**HOW TO COMPLETE THIS TASK**
Select from the data all lines with the word "display".
───── SOURCE DATA ─────
//! On-disk package layout and whole-tree filesystem helpers.
//!
//! ```text
//! <Title>.vvproj/
//!   manifest.json  timeline.json  routing.json  mixer.json  effects.json
//!   media.json                      media reference index
//!   media/  thumbnails/  cache/
//!   .versions/v<N>_<timestamp>/     snapshots of the json files
//! ```

use std::ffi::OsStr;
use std::fs;
use std::io;
use std::path::{Path, PathBuf};

use chrono::Utc;
use log::{debug, trace, warn};

use super::versions::STAGING_PREFIX;

pub const PACKAGE_EXTENSION: &str = "vvproj";

pub const MEDIA_DIR: &str = "media";
pub const THUMBNAILS_DIR: &str = "thumbnails";
pub const CACHE_DIR: &str = "cache";
pub const VERSIONS_DIR: &str = ".versions";

pub const REQUIRED_DIRS: [&str; 4] = [MEDIA_DIR, THUMBNAILS_DIR, CACHE_DIR, VERSIONS_DIR];

/// Serialized documents at the package root.
#[derive(Debug, Clone, Copy, PartialEq, Eq, Hash)]
pub enum PackageFile {
    Manifest,
    Timeline,
    Routing,
    Mixer,
    Effects,
    MediaIndex,
}

impl PackageFile {
    pub const ALL: [PackageFile; 6] = [
        PackageFile::Manifest,
        PackageFile::Timeline,
        PackageFile::Routing,
        PackageFile::Mixer,
        PackageFile::Effects,
        PackageFile::MediaIndex,
    ];

    pub fn file_name(&self) -> &'static str {
        match self {
            PackageFile::Manifest => "manifest.json",
            PackageFile::Timeline => "timeline.json",
            PackageFile::Routing => "routing.json",
            PackageFile::Mixer => "mixer.json",
            PackageFile::Effects => "effects.json",
            PackageFile::MediaIndex => "media.json",
        }
    }

    pub fn path_in(&self, dir: &Path) -> PathBuf {
        dir.join(self.file_name())
    }
}

/// Make a title safe to use as a directory name.
pub fn sanitize_title(title: &str) -> String {
    let replaced: String = title
        .chars()
        .map(|c| match c {
            '/' | '\\' | ':' | '*' | '?' | '"' | '<' | '>' | '|' => '_',
            c if c.is_control() => '_',
            c => c,
        })
        .collect();
    let trimmed = replaced.trim().trim_matches('.').trim();
    if trimmed.is_empty() {
        "Untitled".to_string()
    } else {
        trimmed.to_string()
    }
}

/// `<directory>/<sanitized title>.vvproj`
pub fn package_path_for(directory: &Path, title: &str) -> PathBuf {
    directory.join(format!("{}.{}", sanitize_title(title), PACKAGE_EXTENSION))
}

/// Create any missing required directory. Returns the names that were created.
pub fn ensure_layout(root: &Path) -> io::Result<Vec<&'static str>> {
    let mut created = Vec::new();
    for dir in REQUIRED_DIRS {
        let path = root.join(dir);
        if !path.is_dir() {
            fs::create_dir_all(&path)?;
            created.push(dir);
        }
    }
    Ok(created)
}

/// Recursively copy `src` to `dst` byte-for-byte. `dst` must not exist.
pub fn copy_tree(src: &Path, dst: &Path) -> io::Result<()> {
    copy_filtered(src, dst, &|_, _| false)
}

/// [`copy_tree`] without the leftovers of a save in progress: staged
/// `*.tmp` files and snapshot staging directories.
pub fn copy_package(src: &Path, dst: &Path) -> io::Result<()> {
    copy_filtered(src, dst, &|name, is_dir| {
        let name = name.to_string_lossy();
        if is_dir {
            name.starts_with(STAGING_PREFIX)
        } else {
            name.ends_with(".tmp")
        }
    })
}

fn copy_filtered(src: &Path, dst: &Path, skip: &dyn Fn(&OsStr, bool) -> bool) -> io::Result<()> {
    fs::create_dir(dst)?;
    for entry in fs::read_dir(src)? {
        let entry = entry?;
        let name = entry.file_name();
        let file_type = entry.file_type()?;
        if skip(&name, file_type.is_dir()) {
            trace!("Skipping {}", entry.path().display());
            continue;
        }
        let target = dst.join(&name);
        if file_type.is_dir() {
            copy_filtered(&entry.path(), &target, skip)?;
        } else {
            // Symlinks are followed: the copy must stand on its own
            fs::copy(entry.path(), &target)?;
        }
    }
    Ok(())
}

/// Pick a file name in `dir` that doesn't exist yet: `clip.mp4`,
/// `clip_1.mp4`, `clip_2.mp4`, ...
pub fn unique_file_name(dir: &Path, file_name: &str) -> String {
    if !dir.join(file_name).exists() {
        return file_name.to_string();
    }

    let (stem, ext) = match file_name.rsplit_once('.') {
        Some((stem, ext)) if !stem.is_empty() => (stem, Some(ext)),
        _ => (file_name, None),
    };

    (1u32..)
        .map(|n| match ext {
            Some(ext) => format!("{}_{}.{}", stem, n, ext),
            None => format!("{}_{}", stem, n),
        })
        .find(|candidate| !dir.join(candidate).exists())
        .unwrap_or_else(|| file_name.to_string())
}

/// Move a package into `trash_dir` under a timestamped name so it can be
/// recovered. Returns the new location.
pub fn move_to_trash(root: &Path, trash_dir: &Path) -> io::Result<PathBuf> {
    fs::create_dir_all(trash_dir)?;

    let stem = root
        .file_stem()
        .map(|s| s.to_string_lossy().into_owned())
        .unwrap_or_else(|| "project".to_string());
    let stamp = Utc::now().format("%Y%m%dT%H%M%S");
    let name = unique_file_name(
        trash_dir,
        &format!("{}-{}.{}", stem, stamp, PACKAGE_EXTENSION),
    );
    let target = trash_dir.join(name);

    match fs::rename(root, &target) {
        Ok(()) => {}
        Err(e) => {
            // Different volume: fall back to copy + remove
            debug!("rename to trash failed ({}), copying instead", e);
            copy_tree(root, &target)?;
            if let Err(e) = fs::remove_dir_all(root) {
                warn!("Copied {} to trash but could not remove original: {}", root.display(), e);
                return Err(e);
            }
        }
    }
    Ok(target)
}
─────
**OUTPUT BELOW**
            trace!("Skipping {}", entry.path().display());
                warn!("Copied {} to trash but could not remove original: {}", root.display(), e);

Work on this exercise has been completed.